**Instructions for the task**
This exercise asks for the entries below to be printed exactly.

**Saved data entries**
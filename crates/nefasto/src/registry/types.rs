//! Grid positions, frequencies, bounds and the antenna record.
//!
//! Kept small and explicit so `ordered`, `groups` and the graph code stay easy
//! to read.

use std::fmt;

use nalgebra::Vector2;

use crate::error::AntennaError;

/// Grid position; `x` is the row (line) index, `y` the column index.
///
/// Ordering is lexicographic on `(x, y)`, i.e. row-major.
#[derive(Clone, Copy, Debug, PartialEq, Eq, Hash, PartialOrd, Ord)]
pub struct Pos {
    pub x: i32,
    pub y: i32,
}

impl Pos {
    #[inline]
    pub const fn new(x: i32, y: i32) -> Self {
        Self { x, y }
    }
    /// Widened to `i64` so pair arithmetic on any two positions cannot overflow.
    #[inline]
    pub fn to_wide(self) -> Vector2<i64> {
        Vector2::new(i64::from(self.x), i64::from(self.y))
    }
    /// Back from the widened form; `None` outside the `i32` range.
    #[inline]
    pub fn from_wide(v: Vector2<i64>) -> Option<Self> {
        Some(Self::new(i32::try_from(v.x).ok()?, i32::try_from(v.y).ok()?))
    }
}

impl From<(i32, i32)> for Pos {
    #[inline]
    fn from((x, y): (i32, i32)) -> Self {
        Self { x, y }
    }
}

impl fmt::Display for Pos {
    fn fmt(&self, f: &mut fmt::Formatter<'_>) -> fmt::Result {
        write!(f, "({}, {})", self.x, self.y)
    }
}

/// Antenna frequency: one printable ASCII byte other than `.`.
///
/// Case-sensitive; `'a'` and `'A'` are different frequencies.
#[derive(Clone, Copy, Debug, PartialEq, Eq, Hash, PartialOrd, Ord)]
pub struct Frequency(u8);

impl Frequency {
    /// Accepts any ASCII graphic byte except `.` (the empty-cell marker).
    #[inline]
    pub fn from_ascii(b: u8) -> Option<Self> {
        (b.is_ascii_graphic() && b != b'.').then_some(Self(b))
    }
    #[inline]
    pub fn is_letter(self) -> bool {
        self.0.is_ascii_alphabetic()
    }
    #[inline]
    pub fn as_byte(self) -> u8 {
        self.0
    }
    #[inline]
    pub fn as_char(self) -> char {
        self.0 as char
    }
}

impl TryFrom<char> for Frequency {
    type Error = AntennaError;

    fn try_from(c: char) -> Result<Self, Self::Error> {
        u8::try_from(c)
            .ok()
            .and_then(Frequency::from_ascii)
            .ok_or(AntennaError::InvalidFrequency(c as u8))
    }
}

impl fmt::Display for Frequency {
    fn fmt(&self, f: &mut fmt::Formatter<'_>) -> fmt::Result {
        write!(f, "{}", self.as_char())
    }
}

/// Rectangular extent `[0, max_x) × [0, max_y)`.
#[derive(Clone, Copy, Debug, PartialEq, Eq)]
pub struct Bounds {
    pub max_x: i32,
    pub max_y: i32,
}

impl Bounds {
    #[inline]
    pub const fn new(max_x: i32, max_y: i32) -> Self {
        Self { max_x, max_y }
    }
    #[inline]
    pub fn contains(&self, p: Pos) -> bool {
        p.x >= 0 && p.x < self.max_x && p.y >= 0 && p.y < self.max_y
    }
    /// Number of cells; zero for degenerate (non-positive) extents.
    #[inline]
    pub fn cell_count(&self) -> usize {
        if self.max_x <= 0 || self.max_y <= 0 {
            0
        } else {
            (self.max_x as usize).saturating_mul(self.max_y as usize)
        }
    }
    /// Row-major cell index of `p`, if inside.
    #[inline]
    pub fn cell_index(&self, p: Pos) -> Option<usize> {
        self.contains(p)
            .then(|| p.x as usize * self.max_y as usize + p.y as usize)
    }
}

/// One antenna: frequency, position and its same-frequency neighbours.
///
/// Adjacency entries are position keys resolved through the owning
/// [`Registry`](super::Registry); they never own or point at other records.
#[derive(Clone, Debug, PartialEq, Eq)]
pub struct Antenna {
    pub frequency: Frequency,
    pub pos: Pos,
    adjacency: Vec<Pos>,
}

impl Antenna {
    pub fn new(frequency: Frequency, x: i32, y: i32) -> Self {
        Self {
            frequency,
            pos: Pos::new(x, y),
            adjacency: Vec::new(),
        }
    }

    /// Neighbour positions in the order they were connected.
    #[inline]
    pub fn adjacency(&self) -> &[Pos] {
        &self.adjacency
    }

    /// Set-semantics insert: own position and repeats are ignored.
    /// Returns whether the edge was new.
    pub(crate) fn add_adjacent(&mut self, p: Pos) -> bool {
        if p == self.pos || self.adjacency.contains(&p) {
            return false;
        }
        self.adjacency.push(p);
        true
    }

    pub(crate) fn remove_adjacent(&mut self, p: Pos) -> bool {
        let before = self.adjacency.len();
        self.adjacency.retain(|q| *q != p);
        before != self.adjacency.len()
    }

    pub(crate) fn clear_adjacency(&mut self) -> usize {
        let n = self.adjacency.len();
        self.adjacency.clear();
        n
    }
}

**Completed task**
filename crates/nefasto/src/registry/types.rs
//! Grid positions, frequencies, bounds and the antenna record.
//!
//! Kept small and explicit so `ordered`, `groups` and the graph code stay easy
//! to read.

use std::fmt;

use nalgebra::Vector2;

use crate::error::AntennaError;

/// Grid position; `x` is the row (line) index, `y` the column index.
///
/// Ordering is lexicographic on `(x, y)`, i.e. row-major.
#[derive(Clone, Copy, Debug, PartialEq, Eq, Hash, PartialOrd, Ord)]
pub struct Pos {
    pub x: i32,
    pub y: i32,
}

impl Pos {
    #[inline]
    pub const fn new(x: i32, y: i32) -> Self {
        Self { x, y }
    }
    /// Widened to `i64` so pair arithmetic on any two positions cannot overflow.
    #[inline]
    pub fn to_wide(self) -> Vector2<i64> {
        Vector2::new(i64::from(self.x), i64::from(self.y))
    }
    /// Back from the widened form; `None` outside the `i32` range.
    #[inline]
    pub fn from_wide(v: Vector2<i64>) -> Option<Self> {
        Some(Self::new(i32::try_from(v.x).ok()?, i32::try_from(v.y).ok()?))
    }
}

impl From<(i32, i32)> for Pos {
    #[inline]
    fn from((x, y): (i32, i32)) -> Self {
        Self { x, y }
    }
}

impl fmt::Display for Pos {
    fn fmt(&self, f: &mut fmt::Formatter<'_>) -> fmt::Result {
        write!(f, "({}, {})", self.x, self.y)
    }
}

/// Antenna frequency: one printable ASCII byte other than `.`.
///
/// Case-sensitive; `'a'` and `'A'` are different frequencies.
#[derive(Clone, Copy, Debug, PartialEq, Eq, Hash, PartialOrd, Ord)]
pub struct Frequency(u8);

impl Frequency {
    /// Accepts any ASCII graphic byte except `.` (the empty-cell marker).
    #[inline]
    pub fn from_ascii(b: u8) -> Option<Self> {
        (b.is_ascii_graphic() && b != b'.').then_some(Self(b))
    }
    #[inline]
    pub fn is_letter(self) -> bool {
        self.0.is_ascii_alphabetic()
    }
    #[inline]
    pub fn as_byte(self) -> u8 {
        self.0
    }
    #[inline]
    pub fn as_char(self) -> char {
        self.0 as char
    }
}

impl TryFrom<char> for Frequency {
    type Error = AntennaError;

    fn try_from(c: char) -> Result<Self, Self::Error> {
        u8::try_from(c)
            .ok()
            .and_then(Frequency::from_ascii)
            .ok_or(AntennaError::InvalidFrequency(c as u8))
    }
}

impl fmt::Display for Frequency {
    fn fmt(&self, f: &mut fmt::Formatter<'_>) -> fmt::Result {
        write!(f, "{}", self.as_char())
    }
}

/// Rectangular extent `[0, max_x) × [0, max_y)`.
#[derive(Clone, Copy, Debug, PartialEq, Eq)]
pub struct Bounds {
    pub max_x: i32,
    pub max_y: i32,
}

impl Bounds {
    #[inline]
    pub const fn new(max_x: i32, max_y: i32) -> Self {
        Self { max_x, max_y }
    }
    #[inline]
    pub fn contains(&self, p: Pos) -> bool {
        p.x >= 0 && p.x < self.max_x && p.y >= 0 && p.y < self.max_y
    }
    /// Number of cells; zero for degenerate (non-positive) extents.
    #[inline]
    pub fn cell_count(&self) -> usize {
        if self.max_x <= 0 || self.max_y <= 0 {
            0
        } else {
            (self.max_x as usize).saturating_mul(self.max_y as usize)
        }
    }
    /// Row-major cell index of `p`, if inside.
    #[inline]
    pub fn cell_index(&self, p: Pos) -> Option<usize> {
        self.contains(p)
            .then(|| p.x as usize * self.max_y as usize + p.y as usize)
    }
}

/// One antenna: frequency, position and its same-frequency neighbours.
///
/// Adjacency entries are position keys resolved through the owning
/// [`Registry`](super::Registry); they never own or point at other records.
#[derive(Clone, Debug, PartialEq, Eq)]
pub struct Antenna {
    pub frequency: Frequency,
    pub pos: Pos,
    adjacency: Vec<Pos>,
}

impl Antenna {
    pub fn new(frequency: Frequency, x: i32, y: i32) -> Self {
        Self {
            frequency,
            pos: Pos::new(x, y),
            adjacency: Vec::new(),
        }
    }

    /// Neighbour positions in the order they were connected.
    #[inline]
    pub fn adjacency(&self) -> &[Pos] {
        &self.adjacency
    }

    /// Set-semantics insert: own position and repeats are ignored.
    /// Returns whether the edge was new.
    pub(crate) fn add_adjacent(&mut self, p: Pos) -> bool {
        if p == self.pos || self.adjacency.contains(&p) {
            return false;
        }
        self.adjacency.push(p);
        true
    }

    pub(crate) fn remove_adjacent(&mut self, p: Pos) -> bool {
        let before = self.adjacency.len();
        self.adjacency.retain(|q| *q != p);
        before != self.adjacency.len()
    }

    pub(crate) fn clear_adjacency(&mut self) -> usize {
        let n = self.adjacency.len();
        self.adjacency.clear();
        n
    }
}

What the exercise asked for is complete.